Summary for Nov 24:
Density Separation materials:
NaI for a solution of density over 1.6g/ cm³ (60% weight/weight solution used by Nuelle et al., 2013)
Volumetric flask
Beakers
Filters
Filter funnel
Wash bottle
Distilled water
Need to decide size of flask, which will depend on sizes of sediment samples.
Density Separation method: (adapted from Nuelle et al., 2013)
After the sediment samples are taken from the benthic chamber and sliced at different depths, the
individual samples will be allowed to dry for 24 hours to remove some of the excess lower density
NaCl solution.
The plastic extraction method is performed after Nuelle et al. (2013), using the principle of flotation
of the microplastics in a higher density (1.8 g/cm3) solution of NaI. The sediment sample is added to
the volumetric flask (size will depend on the sediment sample size). The 60% weight/weight NaI
solution is filled to below the angle of the belly of the volumetric flask so that the sample could be
completely mixed by shaking. The flask will be shaken for 20 seconds and then filled with NaI
solution to the highest calibration mark. The flask is then shaken again for 10 seconds to ensure that
sediment on the surface due to surface tension and adhesion is limited. NaI solution is added to 1
cm below the rim of the flask. After settling for 10 minutes, the supernatant is poured into a beaker
(size depends on sample size) to below the angle of the belly of the flask. The procedure (shaking,
refilling, settling, and pouring) was replicated five times.
The supernatant in the beaker is then poured into a filter. The beaker was rinsed with distilled water
into the filtration unit. The plastic left on filter was air dried for later analysis.
Microplastic Grinding:
Grinding by hand with a file works well, but takes a very long time, not very fast (only had a very
small amount after 30 minutes) and had to stop because my hands hurt too much. Want to check
under microscope to check that the plastics are small enough.
Will use an automatic belt sander with a waste bag to catch the plastic. Different sandpaper grains
will be used to make differently sized microplastic.
Benthic Chamber method: (adapted from Huettel and Rusch, 2000)
In a benthic chamber, the penetration depth of different microplastics in sediment of selected grain
size similar to the sandy, well sorted sediment north of the East Frisian Islands in the North Sea will
be investigated. The chamber will be kept between 11°C and 12°C, similar to the average annual
bottom temperature off the German coast.
The benthic chamber method is adapted after Huettel & Rusch (2000). In the benthic chamber with
a diameter of 30 cm, sediments (amount depends on exact size of benthic chamber) are added
about 10 cm below the top of the chamber and a NaCl solution with a salinity of 34 is added. The
water is stirred by a rotating disk above the sediment. (also will need the specifications, speed of
disk, sizes of the chamber) Then microplastic is added to the chamber. After being left for 72 hours,
four sub-cores (will need diameter and length) are taken and sliced at 1 or 2 cm intervals.
Still need the specifications of the benthic chamber to determine the amount of sediment, water,
and microplastic. Also need the diameter and depth of the sub-core and how much space between
the top of the disk and water to the sediment surface.
North Sea environment:
Will keep the benthic chamber at 11-12°C and use water with a salinity of 34.

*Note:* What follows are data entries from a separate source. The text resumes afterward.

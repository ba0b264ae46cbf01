//! Turn a [`Layout`] into printable rows.

use std::io::{self, Write};

use crate::core::entry::Entry;
use crate::core::layout::Layout;

/// Render every row of the grid.
///
/// Each entry is followed by `width - visible + padding` spaces (at least one)
/// unless it is the last entry on its row.
pub fn render_rows(entries: &[Entry], layout: &Layout) -> Vec<String> {
    let len = entries.len();
    (0..layout.rows)
        .map(|row| {
            let mut line = String::new();
            for col in 0..layout.columns {
                let Some(idx) = layout.index(row, col, len) else {
                    break;
                };
                let entry = &entries[idx];
                line.push_str(entry.display());

                if layout.index(row, col + 1, len).is_some() {
                    let gap = (layout.widths[col] + layout.padding)
                        .saturating_sub(entry.visible_width())
                        .max(1);
                    line.extend(std::iter::repeat(' ').take(gap));
                }
            }
            line
        })
        .collect()
}

/// Write the grid to `out`, one line per row.
pub fn write_grid<W: Write>(out: &mut W, entries: &[Entry], layout: &Layout) -> io::Result<()> {
    for line in render_rows(entries, layout) {
        writeln!(out, "{line}")?;
    }
    out.flush()
}

#[cfg(test)]
mod tests {
    use super::*;
    use crate::core::layout::{fit, DEFAULT_PADDING};

    fn entries(names: &[&str]) -> Vec<Entry> {
        names.iter().map(|n| Entry::new(*n)).collect()
    }

    #[test]
    fn zero_entries_render_nothing() {
        let layout = fit(&[], 80, DEFAULT_PADDING);
        let mut buf = Vec::new();
        write_grid(&mut buf, &[], &layout).unwrap();
        assert!(buf.is_empty());
    }

    #[test]
    fn rows_are_filled_column_major() {
        let e = entries(&["a", "b", "c", "d", "e"]);
        let layout = Layout::measure(&e, 2, 2);
        assert_eq!(render_rows(&e, &layout), vec!["a  d", "b  e", "c"]);
    }

    #[test]
    fn padding_uses_visible_width() {
        let e = entries(&["\x1b[34mlong\x1b[0m", "x", "y", "z"]);
        let layout = Layout::measure(&e, 2, 2);
        let rows = render_rows(&e, &layout);
        assert_eq!(rows[0], "\x1b[34mlong\x1b[0m  y");
        assert_eq!(rows[1], "x     z");
    }

    #[test]
    fn gap_is_never_below_one_space() {
        // A layout with zero padding and a mismeasured column still separates.
        let e = entries(&["abc", "d"]);
        let layout = Layout {
            columns: 2,
            rows: 1,
            widths: vec![1, 1],
            padding: 0,
        };
        assert_eq!(render_rows(&e, &layout), vec!["abc d"]);
    }

    #[test]
    fn every_entry_appears_once_in_order() {
        let names: Vec<String> = (0..23).map(|i| format!("f{i}")).collect();
        let e: Vec<Entry> = names.iter().map(|n| Entry::new(n.as_str())).collect();
        let layout = fit(&e, 30, DEFAULT_PADDING);
        let rows = render_rows(&e, &layout);

        let cells: Vec<Vec<&str>> = rows.iter().map(|r| r.split_whitespace().collect()).collect();
        let mut column_major = Vec::new();
        for col in 0..layout.columns {
            for row in &cells {
                if let Some(cell) = row.get(col) {
                    column_major.push(cell.to_string());
                }
            }
        }
        assert_eq!(column_major, names);
    }

    #[test]
    fn stripped_output_matches_visible_names() {
        let e = entries(&["\x1b[90m.a\x1b[0m", "b", "\x1b[38;2;70;150;150m.cdir/\x1b[0m"]);
        let layout = fit(&e, 20, DEFAULT_PADDING);
        let rows = render_rows(&e, &layout);
        let stripped: Vec<String> = rows
            .iter()
            .flat_map(|r| {
                console::strip_ansi_codes(r)
                    .split_whitespace()
                    .map(str::to_string)
                    .collect::<Vec<_>>()
            })
            .collect();
        assert_eq!(stripped, vec![".a", "b", ".cdir/"]);
    }
}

“Abstract: Annual average bottom water temperature was calculated for the period 2006 from
results of the TRIM model for the North Sea. Information on temporal and spatial variability in
temperature is important with respect to species distribution and habitat suitability modelling.”
Temperature measured at 1 m above the bottom
“Abstract: The salinity of the North Sea is influenced by the large volume of freshwater entering
from major European rivers. In coastal areas the salinity is typically between 32 and 34.5.”